Eli tossed his head, starting down the mountain. Rane's eyes fell closed, her fists still grasping Eli's long mane, and for a little while longer she knew no more.

ELI cantered for nearly four miles. They passed no one on the trails, not even transients, probably due to the hour, and Rane managed to stay in the saddle by some obscure miracle, slumped over and bleeding steadily. Eli reached Annesburg around midnight, trotting through the muddy streets amidst the sounds of faint, waning drunken cries in the pubs nearby. He came to a halt at last in front of a physician's office, and not because he knew that he ought to be heading that way. The doctor's assistant was sitting on the porch steps, smoking a cigarette, something he was expressly forbidden to do during business hours. Had Eli arrived five minutes before or after, he would not have been outdoors, but cloistered in his quarters, bedding down, and things may have turned out very differently indeed.

The assistant - his name was Clayton Cole, a kid of nineteen, fresh off the train from West Elizabeth - got to his feet, spotting the large, heavy black horse trotting down the ill-lit dirt street, fetlocks matted and filthy against the cobblestone. As he passed beneath one of the dim streetlamps, Clayton saw the side of the horse was shining with fresh blood, and he was leaving a scant trail of it behind him. It stretched back past the eye could see in big, wet splotches. And its rider was slumped over in the saddle, hair wavering in front of her face, still and silent. Not the horses's blood, then, but that of his mistress.

"Oh, Jesus fuckin' Christ -" Clayton staggered to his feet, thin arms pinwheeling, his cigarette falling into the dirt in a spray of sparks. "Oh Jesus Christ, hey! Hey, whoa there, fella! Gee, now, whoa! WHOA, I said!"

Eli spooked a little, eyes rolling, as Clayton approached, grasping at his lax bridle and touching his nose gently. Rane jerked bonelessly on his back as he did, hair rippling damply over the saddlehorn.
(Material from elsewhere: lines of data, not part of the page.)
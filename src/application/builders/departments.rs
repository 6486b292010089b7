// Departmental efficiency
use crate::application::random_source::{RandomSource, random_in_range};
use crate::application::requests::DepartmentRequest;
use crate::domain::bounds::clamp_all;
use crate::domain::error::GeneratorError;
use crate::domain::series::DepartmentEfficiency;

/// Plant departments with their palette tokens, in display order.
pub const DEPARTMENTS: [(&str, &str); 6] = [
    ("Assembly Line", "bg-primary/80"),
    ("Packaging Unit", "bg-success/80"),
    ("Heating & Cooling", "bg-warning/80"),
    ("Quality Control", "bg-info/80"),
    ("Logistics", "bg-destructive/80"),
    ("Warehouse", "bg-purple-500/80"),
];

/// Efficiency per department; counts beyond the catalog are truncated.
pub fn build_department_efficiency<R: RandomSource + ?Sized>(
    rng: &mut R,
    request: &DepartmentRequest,
) -> Result<Vec<DepartmentEfficiency>, GeneratorError> {
    request.validate()?;

    if request.count > DEPARTMENTS.len() {
        tracing::debug!(
            "Requested {} departments, only {} exist",
            request.count,
            DEPARTMENTS.len()
        );
    }

    let departments = DEPARTMENTS
        .iter()
        .take(request.count)
        .map(|(name, color)| {
            let efficiency = random_in_range(
                rng,
                request.base_efficiency - request.spread,
                request.base_efficiency + request.spread,
                1,
            );
            let trend = random_in_range(rng, 0.5, 4.5, 1);
            let share = random_in_range(rng, 5.0, 45.0, 0);

            DepartmentEfficiency {
                name: name.to_string(),
                color: color.to_string(),
                efficiency,
                trend: format!("+{trend:.1}%"),
                share,
            }
        })
        .collect();

    Ok(clamp_all(departments))
}

#[cfg(test)]
mod tests {
    use super::*;
    use crate::application::random_source::SequenceSource;
    use crate::infrastructure::rng::StdRandomSource;

    #[test]
    fn test_four_departments_by_default() {
        let mut rng = StdRandomSource::seeded(21);
        let departments =
            build_department_efficiency(&mut rng, &DepartmentRequest::default()).unwrap();

        let names: Vec<_> = departments.iter().map(|d| d.name.as_str()).collect();
        assert_eq!(
            names,
            vec!["Assembly Line", "Packaging Unit", "Heating & Cooling", "Quality Control"]
        );
        for dept in &departments {
            assert!((62.5..=82.5).contains(&dept.efficiency));
            assert!(dept.trend.starts_with('+') && dept.trend.ends_with('%'));
            assert!((5.0..=45.0).contains(&dept.share));
        }
    }

    #[test]
    fn test_efficiency_is_clamped() {
        let mut rng = SequenceSource::new(vec![0.9999]);
        let request = DepartmentRequest {
            count: 2,
            base_efficiency: 95.0,
            spread: 10.0,
        };
        let departments = build_department_efficiency(&mut rng, &request).unwrap();
        assert!(departments.iter().all(|d| d.efficiency == 100.0));
        assert_eq!(departments[0].trend, "+4.5%");
    }

    #[test]
    fn test_count_truncates_to_catalog() {
        let mut rng = StdRandomSource::seeded(2);
        let request = DepartmentRequest {
            count: 10,
            ..DepartmentRequest::default()
        };
        let departments = build_department_efficiency(&mut rng, &request).unwrap();
        assert_eq!(departments.len(), 6);
        assert_eq!(departments[5].name, "Warehouse");
    }
}
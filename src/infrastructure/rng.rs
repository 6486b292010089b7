// rand-backed random source
use crate::application::random_source::RandomSource;
use rand::rngs::StdRng;
use rand::{Rng, SeedableRng};

#[derive(Debug, Clone)]
pub struct StdRandomSource {
    rng: StdRng,
}

impl StdRandomSource {
    /// Reproducible source: the same seed yields the same draws.
    pub fn seeded(seed: u64) -> Self {
        Self {
            rng: StdRng::seed_from_u64(seed),
        }
    }

    pub fn from_entropy() -> Self {
        Self {
            rng: StdRng::from_os_rng(),
        }
    }

    /// Seeded when a seed is configured, entropy otherwise.
    pub fn from_seed_option(seed: Option<u64>) -> Self {
        match seed {
            Some(seed) => Self::seeded(seed),
            None => Self::from_entropy(),
        }
    }
}

impl RandomSource for StdRandomSource {
    fn next_unit(&mut self) -> f64 {
        self.rng.random::<f64>()
    }
}
// Domain layer - generated records and their invariants
pub mod bounds;
pub mod dashboard;
pub mod error;
pub mod series;
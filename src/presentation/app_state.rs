// Application state for HTTP handlers
use crate::application::dashboard_service::DashboardService;
use crate::application::series_service::SeriesService;
use crate::application::streaming_service::StreamingDashboardService;

#[derive(Clone)]
pub struct AppState {
    pub series_service: SeriesService,
    pub dashboard_service: DashboardService,
    pub streaming_service: StreamingDashboardService,
}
"Easy, there, boy, easy now, lemme have a look. Set right there, now, be real still. Whoa, now." He turned, glaring back towards the building behind them. The aging sign over the door, swinging in the wind and creaking, read MEDICINES AND AID, DR. SAMUEL EARP, III. "DOC, WE NEED YA OUT HERE PRESENTLY!"

There was a scuffle inside, and a light came on, casting its scant glow onto the damp porch outside. An old man with wild white hair appeared in the doorway, grasping a pistol, clad only in a nightgown. When he spoke, it was with a faint Scottish accent.

"Clayton, just what in the holy hell are you hollerin' about, then -?"

He stopped, spotting Rane astride Eli, who was stamping restively. Clayton was struggling with his bridle, looking backwards.

"She's hurt real bad, Doctor Earp, I think she might be dead but I can't rightly tell."

"Get out of the way. Keep that horse calm, boy." Earp shoved Clayton aside, yanking Rane towards him by the scruff of her shirt. Her head lolled back, her mouth hanging open. He placed an ear against her chest, jerking her shoulders nearer to him to do so. After a moment he drew back, grasping her beneath the armpits and yanking her laboriously down. She came without fanfare, her arms flagging.

"She dead, doc?"

"Not yet, but she ain't a far cry from it, her heart ain't got much more fight. Tie that horse up and get indoors with me." Earp lifted Rane into his arms with surprising strength for a man his age, her long hair dangling over one elbow, rippling damply in the faint wind. "She's been shot up fair bad."

"Ought we should send for the doctors in Saint Denis?"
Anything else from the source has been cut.